R/indicator_introduction_year.R

Defines functions indicator_introduction_year

Documented in indicator_introduction_year

#' Plot number of new introductions per year.
#'
#' @description Calculate how many new species has been introduced in a year.
#'
#' @param df A data frame.
#' @param start_year_plot Year where the plot starts from. Default: 1920.
#' @param smooth_span (numeric) Parameter for the applied
#'   \code{\link[stats]{loess}} smoother. For more information on the
#'   appropriate value, see [ggplot2::geom_smooth()]. Default: 0.85.
#' @param x_major_scale_stepsize (integer) Parameter that indicates the breaks
#'   of the x axis. Default: 10.
#' @param x_minor_scale_stepsize (integer) Parameter that indicates the minor
#'   breaks of the x axis. Default: 5.
#' @param facet_column NULL or character. The column to use to create additional
#'   facet wrap plots underneath the main graph. When NULL, no facet graph are
#'   created. Valid facet options: \code{"family"}, \code{"order"},
#'   \code{"class"}, \code{"phylum"}, \code{"kingdom"}, \code{"pathway_level1"},
#'   \code{"locality"}, \code{"native_range"} or  \code{"habitat"}. Default:
#'   NULL.
#' @param taxon_key_col character. Name of the column of \code{df} containing
#'   unique taxon IDs. Default: \code{key}.

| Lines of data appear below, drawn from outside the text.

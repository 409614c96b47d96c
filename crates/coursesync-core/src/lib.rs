//! # coursesync core library
//!
//! Pulls a student's course data from a Canvas-style LMS and keeps it in a
//! local SQLite store. The `coursesync` CLI is a thin layer over this crate.
//!
//! ## Architecture
//!
//! - **LMS client**: authenticated, retrying JSON fetches over a pooled
//!   HTTP client, plus typed endpoint wrappers
//! - **Sync engine**: phased orchestrator with bounded concurrent fetches and
//!   a transactional event/module write
//! - **Storage**: SQLite course store and TOML configuration
//!
//! ## Key Components
//!
//! - [`SyncEngine`]: runs one sync pass for an owner
//! - [`CourseStore`]: events, modules and module items persistence
//! - [`Config`]: application configuration management
//! - [`Credential`]: LMS base URL and access token

pub mod credentials;
pub mod dates;
pub mod error;
pub mod lms;
pub mod storage;
pub mod sync;

pub use credentials::Credential;
pub use error::{ConfigError, CoreError, CredentialError, DatabaseError, ValidationError};
pub use lms::{FetchClient, FetchError, LmsApi};
pub use storage::{Config, CourseStore, EventRecord, ModuleItemRecord, ModuleRecord, NewEvent, SyncStore};
pub use sync::{EventKind, SyncEngine, SyncError, SyncPhase, SyncReport, SyncStatus};
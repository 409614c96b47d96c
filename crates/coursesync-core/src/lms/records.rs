//! Wire records returned by the LMS.
//!
//! Only the fields the sync pipeline reads are modelled. Display strings are
//! optional on the wire; accessors supply the fallbacks.

use serde::de::DeserializeOwned;
use serde::Deserialize;
use serde_json::Value;

use super::client::FetchError;

pub const UNKNOWN_COURSE: &str = "Unknown Course";
pub const UNTITLED_ASSIGNMENT: &str = "Untitled Assignment";
pub const UNTITLED_MODULE: &str = "Untitled Module";
pub const UNTITLED_ITEM: &str = "Untitled Item";

/// An active course. Never persisted on its own.
#[derive(Debug, Clone, PartialEq, Eq)]
pub struct Course {
    pub remote_id: i64,
    pub name: String,
}

#[derive(Deserialize)]
struct CourseWire {
    id: i64,
    #[serde(default)]
    name: Option<String>,
}

impl From<CourseWire> for Course {
    fn from(wire: CourseWire) -> Self {
        Self {
            remote_id: wire.id,
            name: wire.name.unwrap_or_else(|| UNKNOWN_COURSE.to_string()),
        }
    }
}

#[derive(Debug, Clone, Default, PartialEq, Deserialize)]
pub struct RawAssignment {
    #[serde(default)]
    pub name: Option<String>,
    #[serde(default)]
    pub due_at: Option<String>,
    #[serde(default)]
    pub description: Option<String>,
}

impl RawAssignment {
    pub fn title(&self) -> &str {
        self.name.as_deref().unwrap_or(UNTITLED_ASSIGNMENT)
    }
}

#[derive(Debug, Clone, PartialEq, Deserialize)]
pub struct RawModule {
    pub id: i64,
    #[serde(default)]
    pub name: Option<String>,
    #[serde(default)]
    pub description: Option<String>,
}

impl RawModule {
    pub fn title(&self) -> &str {
        self.name.as_deref().unwrap_or(UNTITLED_MODULE)
    }
}

#[derive(Debug, Clone, Default, PartialEq, Deserialize)]
pub struct RawItem {
    #[serde(default)]
    pub title: Option<String>,
    #[serde(default, rename = "type")]
    pub item_type: Option<String>,
    #[serde(default)]
    pub external_url: Option<String>,
    #[serde(default)]
    pub content: Option<String>,
}

impl RawItem {
    pub fn title(&self) -> &str {
        self.title.as_deref().unwrap_or(UNTITLED_ITEM)
    }
}

/// Decode a JSON array element by element.
///
/// Elements that do not match `T` are dropped with a warning so one odd record
/// cannot hide the rest of the page.
pub(crate) fn decode_records<T: DeserializeOwned>(
    body: Value,
    resource: &'static str,
) -> Result<Vec<T>, FetchError> {
    let Value::Array(elements) = body else {
        return Err(FetchError::Decode(format!("{resource}: expected a JSON array")));
    };

    let mut records = Vec::with_capacity(elements.len());
    for (index, element) in elements.into_iter().enumerate() {
        match serde_json::from_value(element) {
            Ok(record) => records.push(record),
            Err(e) => tracing::warn!(resource, index, error = %e, "skipping malformed record"),
        }
    }
    Ok(records)
}

pub(crate) fn decode_courses(body: Value) -> Result<Vec<Course>, FetchError> {
    Ok(decode_records::<CourseWire>(body, "courses")?
        .into_iter()
        .map(Course::from)
        .collect())
}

#' @param first_observed character. Name of the column of \code{df} containing
#'   information about year of introduction. Default: \code{first_observed}.

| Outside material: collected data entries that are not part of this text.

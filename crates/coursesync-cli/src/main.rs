use std::path::PathBuf;

use clap::{Parser, Subcommand};
use tracing_subscriber::EnvFilter;

mod commands;

#[derive(Parser)]
#[command(name = "coursesync", version, about = "Sync LMS course data into a local store")]
struct Cli {
    /// Database file (defaults to coursesync.db in the data directory)
    #[arg(long, global = true)]
    db: Option<PathBuf>,
    /// Log sync progress to stderr
    #[arg(short, long, global = true)]
    verbose: bool,
    #[command(subcommand)]
    command: Commands,
}

#[derive(Subcommand)]
enum Commands {
    /// Pull courses, assignments and modules from the LMS
    Sync(commands::sync::SyncArgs),
    /// LMS token management
    Auth {
        #[command(subcommand)]
        action: commands::auth::AuthAction,
    },
    /// Configuration management
    Config {
        #[command(subcommand)]
        action: commands::config::ConfigAction,
    },
    /// Calendar events
    Events {
        #[command(subcommand)]
        action: commands::events::EventsAction,
    },
    /// Synced courses and their modules
    Courses {
        #[command(subcommand)]
        action: commands::courses::CoursesAction,
    },
    /// Delete all events, modules and module items for the configured owner
    Wipe,
}

fn init_tracing(verbose: bool) {
    let filter = if verbose {
        EnvFilter::new("debug")
    } else {
        EnvFilter::try_from_default_env().unwrap_or_else(|_| EnvFilter::new("warn"))
    };
    tracing_subscriber::fmt()
        .with_env_filter(filter)
        .with_writer(std::io::stderr)
        .init();
}

fn main() {
    let cli = Cli::parse();
    init_tracing(cli.verbose);

    let ctx = commands::Context { db: cli.db };
    let result = match cli.command {
        Commands::Sync(args) => commands::sync::run(args, &ctx),
        Commands::Auth { action } => commands::auth::run(action),
        Commands::Config { action } => commands::config::run(action),
        Commands::Events { action } => commands::events::run(action, &ctx),
        Commands::Courses { action } => commands::courses::run(action, &ctx),
        Commands::Wipe => commands::wipe::run(&ctx),
    };

    if let Err(e) = result {
        eprintln!("error: {e}");
        std::process::exit(1);
    }
}
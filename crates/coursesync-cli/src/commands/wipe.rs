use super::Context;

pub fn run(ctx: &Context) -> Result<(), Box<dyn std::error::Error>> {
    let owner = ctx.owner()?;
    let mut store = ctx.store()?;
    let removed = store.wipe_owner(&owner)?;
    println!(
        "removed {} events, {} modules, {} module items for {owner}",
        removed.events, removed.modules, removed.items
    );
    Ok(())
}
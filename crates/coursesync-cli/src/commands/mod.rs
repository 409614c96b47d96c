use std::path::PathBuf;

use coursesync_core::{Config, CourseStore};

pub mod auth;
pub mod config;
pub mod courses;
pub mod events;
pub mod sync;
pub mod wipe;

/// Options shared by every command.
pub struct Context {
    pub db: Option<PathBuf>,
}

impl Context {
    /// Open the course store at `--db`, or the default location.
    pub fn store(&self) -> Result<CourseStore, Box<dyn std::error::Error>> {
        let store = match &self.db {
            Some(path) => CourseStore::open_at(path)?,
            None => CourseStore::open()?,
        };
        Ok(store)
    }

    /// Owner whose rows local commands read and write.
    pub fn owner(&self) -> Result<String, Box<dyn std::error::Error>> {
        Ok(Config::load()?.lms.owner)
    }
}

#' @param x_lab NULL or character. to set or remove the x-axis label.
#' @param y_lab NULL or character. to set or remove the y-axis label.
#'
#' @return A list with three slots:
#' - `plot`: ggplot2 object (or egg object if facets are used).
#' - `data_top_graph`: data.frame (tibble) with data used for the main plot (top graph) in `plot`.
#' - `data_facet_graph`: data.frame (tibble) with data used for the faceting
#' plot in `plot`. If `facet_column` is NULL, NULL is returned.
#'
#' @export
#' @importFrom dplyr %>% .data
#' @importFrom rlang !! !!!
#'
#' @examples
#' \dontrun{
#' library(readr)
#' datafile <- paste0(
#'   "https://raw.githubusercontent.com/trias-project/indicators/master/data/",
#'   "interim/data_input_checklist_indicators.tsv"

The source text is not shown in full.